Data records:

• • •

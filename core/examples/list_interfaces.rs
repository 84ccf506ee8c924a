//! Example: Print the host's network interfaces as indented JSON.

use nmapkit_core::{CancelToken, Scanner};

#[tokio::main(flavor = "current_thread")]
async fn main() {
    let scanner = match Scanner::new([nmapkit_core::options::interface_listing()]).await {
        Ok(scanner) => scanner,
        Err(e) => {
            eprintln!("unable to create nmap scanner: {}", e);
            std::process::exit(1);
        }
    };

    let result = match scanner.run(&CancelToken::new()).await {
        Ok(result) => result,
        Err(e) => {
            eprintln!("unable to list interfaces: {}", e);
            std::process::exit(1);
        }
    };

    match serde_json::to_string_pretty(&result.interfaces) {
        Ok(json) => println!("{}", json),
        Err(e) => {
            eprintln!("unable to encode interfaces: {}", e);
            std::process::exit(1);
        }
    }
}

• • •

Task details: Exactly as they appear, retype the lines from the start of the records through the line containing "to create nmap".

Task result:
filename core/examples/list_interfaces.rs
repository 84ccf506ee8c924a
//! Example: Print the host's network interfaces as indented JSON.

use nmapkit_core::{CancelToken, Scanner};

#[tokio::main(flavor = "current_thread")]
async fn main() {
    let scanner = match Scanner::new([nmapkit_core::options::interface_listing()]).await {
        Ok(scanner) => scanner,
        Err(e) => {
            eprintln!("unable to create nmap scanner: {}", e);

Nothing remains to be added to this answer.